In accordance with Government Auditing Standards, we have also issued our report dated December 16, 2022 on our consideration of the Authority's internal control over financial reporting and on our tests of its compliance with certain provisions of laws, regulations, contracts, and grant agreements and other matters. The purpose of that report is solely to describe the scope of our testing of internal control over financial reporting and compliance and the results of that testing, and not to provide an opinion on the effectiveness of the Authority's internal control over financial reporting or on compliance. That report is an integral part of an audit performed in accordance with Government Auditing Standards in considering the Authority's internal control over financial reporting and compliance. A copy of this report has been filed as a permanent record and made available to the press of the State, as provided for by Official Code of Georgia Annotated section 50-6-24. Respectfully submitted,
Greg S. Griffin State Auditor
December 16, 2022
3

(This page left intentionally blank)

GEORGE L SMITH, II GEORGIA WORLD CONGRESS CENTER AUTHORITY
MANAGEMENT'S DISCUSSION AND ANALYSIS JUNE 30, 2022
The following is a discussion and analysis of the George L. Smith, II Georgia World Congress Center Authority's (Authority) financial performance, providing an overview of the activities for the fiscal year which ended June 30, 2022, and comparing them to fiscal year ended June 30, 2021. The intent of this discussion and analysis is to look at the Authority's financial performance. Readers should review this analysis in conjunction with the Authority's basic financial statements, which follow this section, and include notes to the financial statements to enhance their understanding of the Authority's financial performance.
During the period of review, the Authority continued to manage the activities of the Georgia World Congress Center (GWCC), Centennial Olympic Park (COP), and the Savannah Convention Center, each generating significant regional economic impact by serving as host to conventions, tradeshows, sporting events, entertainment, and other special events. While the pandemic had a significant impact on the hospitality industry, all Authority facilities continued to provide service to the State of Georgia by hosting various sporting events, film shoots and other small events throughout the year. In addition, the Authority previously issued bonds and began construction on a 975-room hotel. The 40-story Signia by Hilton Atlanta will be completed in 2024.
HIGHLIGHTS
Financial Highlights Key financial highlights for the fiscal year ended June 30, 2022, are as follows:
The Authority's total net position (assets and deferred outflows of resources less liabilities and deferred inflows of resources) was $1.2 billion on June 30, 2022. Of this amount, $55.1 million represents a deficit net position and $1.2 billion represents its investment in capital assets. A positive balance in unrestricted net position would represent the amount available to meet the Authority's ongoing obligations.
The Authority's net position decreased by $97.7 million primarily because of depreciation on the Mercedes-Benz Stadium (MBS).
OVERVIEW OF THE FINANCIAL STATEMENTS
This discussion and analysis are intended to serve as an introduction to the Authority's basic financial statements. The Authority's basic financial statements are reported as a special purpose governmental entity (component unit of the State of Georgia) engaged in business-type activities and are comprised of financial statements for proprietary (enterprise) funds which provide both a short-term and long-term view of the Authority's financial activities and financial position.

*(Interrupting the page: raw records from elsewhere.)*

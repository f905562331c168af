//! Headless frame driver for the gravwell particle simulation.
//!
//! Shared by the `gravwell` binary and its tests.

pub mod config;
pub mod seed;
pub mod sim;

pub use config::{BackendKind, DriverConfig, TransferMode, WindowSize};
pub use seed::{Particles, seed_particles};
pub use sim::{FrameStats, MouseButton, RunSummary, SimContext, graphics_context, run};
//! The headless frame driver.
//!
//! A [`SimContext`] owns the gravity executor and its payload. Each frame runs
//! the kernel, then reads the position buffer back through the graphics side
//! the way a rasterizer would consume it.

use crate::config::{BackendKind, DriverConfig, WindowSize};
use crate::seed::seed_particles;
use gravwell_core::{Float4, Result};
use gravwell_kernels::{Gravity, GravityPayload};
use gravwell_runtime::{Executor, GraphicsContext};
use rand::SeedableRng;
use rand::rngs::StdRng;
use std::f32::consts::TAU;
use std::time::{Duration, Instant};

/// Frames per pointer orbit when the orbit script is on.
const ORBIT_PERIOD: u64 = 240;
/// The scripted pointer clicks the middle button this often.
const ORBIT_FLIP_EVERY: u64 = 300;

/// Pointer button that produced an input event.
#[derive(Debug, Clone, Copy, PartialEq, Eq)]
pub enum MouseButton {
    Left,
    Middle,
    Right,
}

/// Create the graphics context for `backend`.
pub async fn graphics_context(backend: BackendKind) -> Result<GraphicsContext> {
    match backend {
        BackendKind::Host => Ok(GraphicsContext::host().0),
        BackendKind::Wgpu => GraphicsContext::wgpu().await,
    }
}

/// Summary of one rendered frame.
#[derive(Debug, Clone, Copy, PartialEq)]
pub struct FrameStats {
    pub frame: u64,
    /// `false` when the simulation step failed and the buffers are stale.
    pub simulated: bool,
    pub centroid: Float4,
    /// Mean distance of the particles from the centroid.
    pub spread: f32,
}

impl FrameStats {
    fn measure(frame: u64, simulated: bool, positions: &[Float4]) -> Self {
        let n = positions.len().max(1) as f32;
        let xyz = |p: &Float4| Float4::new(p.x, p.y, p.z, 0.0);
        let centroid = positions
            .iter()
            .fold(Float4::ZERO, |acc, p| acc + xyz(p))
            * (1.0 / n);
        let spread = positions
            .iter()
            .map(|p| (xyz(p) - centroid).length())
            .sum::<f32>()
            / n;
        Self {
            frame,
            simulated,
            centroid,
            spread,
        }
    }
}

/// Totals of a [`run`].
#[derive(Debug, Clone, Default)]
pub struct RunSummary {
    pub frames: u64,
    pub skipped: u64,
    pub overruns: u64,
    pub last: Option<FrameStats>,
}

/// Simulation state shared by the input handlers and the frame loop.
#[derive(Debug)]
pub struct SimContext {
    executor: Executor<Gravity>,
    payload: GravityPayload,
    window: WindowSize,
    frame: u64,
}

impl SimContext {
    /// Seed particles, build the gravity executor and load the payload.
    ///
    /// # Errors
    /// Device selection, program build and load failures.
    pub fn new(gfx: &GraphicsContext, config: &DriverConfig) -> Result<Self> {
        let mut rng = match config.seed {
            Some(seed) => StdRng::seed_from_u64(seed),
            None => StdRng::from_os_rng(),
        };
        let particles = seed_particles(config.particles, &mut rng);

        let module = Gravity::with_transfer(config.transfer.into());
        let mut executor = Executor::new(&gfx.share(), module)?;
        let mut payload = GravityPayload::new(
            gfx,
            &particles.positions,
            particles.velocities,
            &particles.colors,
        )?;
        executor.load(&mut payload)?;

        tracing::info!(
            particles = payload.len(),
            window = %config.window,
            device = executor.bundle().device_name(),
            "simulation ready"
        );
        Ok(Self {
            executor,
            payload,
            window: config.window,
            frame: 0,
        })
    }

    pub fn payload(&self) -> &GravityPayload {
        &self.payload
    }

    pub fn executor(&self) -> &Executor<Gravity> {
        &self.executor
    }

    /// Frames rendered so far.
    pub fn frame(&self) -> u64 {
        self.frame
    }

    /// Route a pointer event at window position `(x, y)`.
    ///
    /// The position maps to `[-1, 1]^2` with y pointing up. A middle click
    /// additionally mirrors the pointer through the z = 0 plane.
    pub fn pointer(&mut self, button: MouseButton, x: f32, y: f32) {
        let pointer = &mut self.payload.pointer;
        pointer.x = 2.0 * (x / self.window.width as f32 - 0.5);
        pointer.y = -2.0 * (y / self.window.height as f32 - 0.5);
        if button == MouseButton::Middle {
            pointer.z = -pointer.z;
        }
        tracing::debug!(x = pointer.x, y = pointer.y, z = pointer.z, ?button, "pointer");
    }

    /// Advance the simulation one step and consume the result.
    ///
    /// A failed step is logged and skipped; the frame is still rendered from
    /// the previous buffer contents.
    ///
    /// # Errors
    /// Reading the position buffer back failed.
    pub fn render_frame(&mut self) -> Result<FrameStats> {
        let simulated = match self.executor.exec(&mut self.payload) {
            Ok(()) => true,
            Err(e) => {
                tracing::warn!(frame = self.frame, error = %e, "simulation step skipped");
                false
            }
        };
        let positions = self.payload.positions().read()?;
        let stats = FrameStats::measure(self.frame, simulated, &positions);
        self.frame += 1;
        Ok(stats)
    }
}

/// Window position of the scripted pointer at `frame`.
pub fn orbit_position(window: WindowSize, frame: u64) -> (f32, f32) {
    let angle = TAU * (frame % ORBIT_PERIOD) as f32 / ORBIT_PERIOD as f32;
    let (w, h) = (window.width as f32, window.height as f32);
    (w * (0.5 + 0.3 * angle.cos()), h * (0.5 + 0.3 * angle.sin()))
}

/// Sleep needed to fill `budget` after a frame took `elapsed`; `None` on overrun.
pub fn frame_slack(elapsed: Duration, budget: Duration) -> Option<Duration> {
    budget.checked_sub(elapsed)
}

/// Run the frame loop at `config.fps` until `config.frames` frames are done.
pub fn run(ctx: &mut SimContext, config: &DriverConfig) -> Result<RunSummary> {
    let budget = Duration::from_secs(1) / config.fps.max(1);
    let mut summary = RunSummary::default();

    while config.frames.is_none_or(|limit| summary.frames < limit) {
        let start = Instant::now();

        if config.orbit {
            let button = if ctx.frame() > 0 && ctx.frame() % ORBIT_FLIP_EVERY == 0 {
                MouseButton::Middle
            } else {
                MouseButton::Left
            };
            let (x, y) = orbit_position(config.window, ctx.frame());
            ctx.pointer(button, x, y);
        }

        let stats = ctx.render_frame()?;
        summary.frames += 1;
        if !stats.simulated {
            summary.skipped += 1;
        }
        if config.report_every > 0 && stats.frame % config.report_every == 0 {
            tracing::info!(
                frame = stats.frame,
                centroid = ?stats.centroid.to_array(),
                spread = stats.spread,
                "frame"
            );
        }
        summary.last = Some(stats);

        match frame_slack(start.elapsed(), budget) {
            Some(slack) => std::thread::sleep(slack),
            None => {
                summary.overruns += 1;
                tracing::warn!(
                    frame = stats.frame,
                    elapsed_ms = start.elapsed().as_millis() as u64,
                    budget_ms = budget.as_millis() as u64,
                    "frame overran its budget"
                );
            }
        }
    }

    Ok(summary)
}

#[cfg(test)]
mod tests {
    use super::*;

    #[test]
    fn test_frame_slack() {
        let budget = Duration::from_millis(33);
        assert_eq!(
            frame_slack(Duration::from_millis(10), budget),
            Some(Duration::from_millis(23))
        );
        assert_eq!(frame_slack(Duration::from_millis(40), budget), None);
    }

    #[test]
    fn test_orbit_stays_inside_window() {
        let window = WindowSize::default();
        for frame in 0..ORBIT_PERIOD {
            let (x, y) = orbit_position(window, frame);
            assert!((0.0..768.0).contains(&x) && (0.0..768.0).contains(&y));
        }
        assert_eq!(orbit_position(window, 0), orbit_position(window, ORBIT_PERIOD));
    }

    #[test]
    fn test_stats_of_symmetric_cloud() {
        let positions = [
            Float4::point(1.0, 0.0, 0.0),
            Float4::point(-1.0, 0.0, 0.0),
            Float4::point(0.0, 1.0, 0.0),
            Float4::point(0.0, -1.0, 0.0),
        ];
        let stats = FrameStats::measure(3, true, &positions);
        assert!(stats.centroid.length() < 1e-6);
        assert!((stats.spread - 1.0).abs() < 1e-6);
        assert_eq!(stats.frame, 3);
    }
}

The Authority uses fund accounting to reflect results of operations and to ensure and demonstrate compliance with financial-related legal requirements. A fund is a group of related accounts that is used to maintain control over resources that have been segregated for specific activities or objectives.
Proprietary Fund The Authority uses an Enterprise Fund, a type of Proprietary Fund, to account for activities of the GWCC and COP. Enterprise Funds utilize accrual accounting, the same method used by private sector businesses and report activities that provide supplies and services to the public. The basic Proprietary Funds financial statements are comprised of the Statement of Net Position, the Statement of Revenues, Expenses and Changes in Net Position, and the Statement of Cash Flows. The Statement of Net Position provides information about the financial position of the Authority as a whole, including long-term liabilities on the full accrual basis. The Statement of Revenues, Expenses and Changes in Net Position provides information about all revenues and expenses. The Statement of Cash Flows provides information about cash activities for the fiscal period. These statements can be found on pages 14-15 of this report.
- 5 -

GEORGE L SMITH, II GEORGIA WORLD CONGRESS CENTER AUTHORITY
MANAGEMENT'S DISCUSSION AND ANALYSIS JUNE 30, 2022
Notes to the Financial Statements The notes to the financial statements provide additional information that is essential to a full understanding of the data provided in the fund financial statements. The notes to the financial statements can be found on pages 19-53 of this report.
Financial Analysis of the Authority as a Whole The Authority's net position on June 30, 2022, and June 30, 2021 is as follows:

Fiscal Year 2022

Fiscal Year 2021

Increase/ (Decrease)

Total % Change

Other Assets

$ 552,463,859 $ 574,813,091 $ (22,349,232)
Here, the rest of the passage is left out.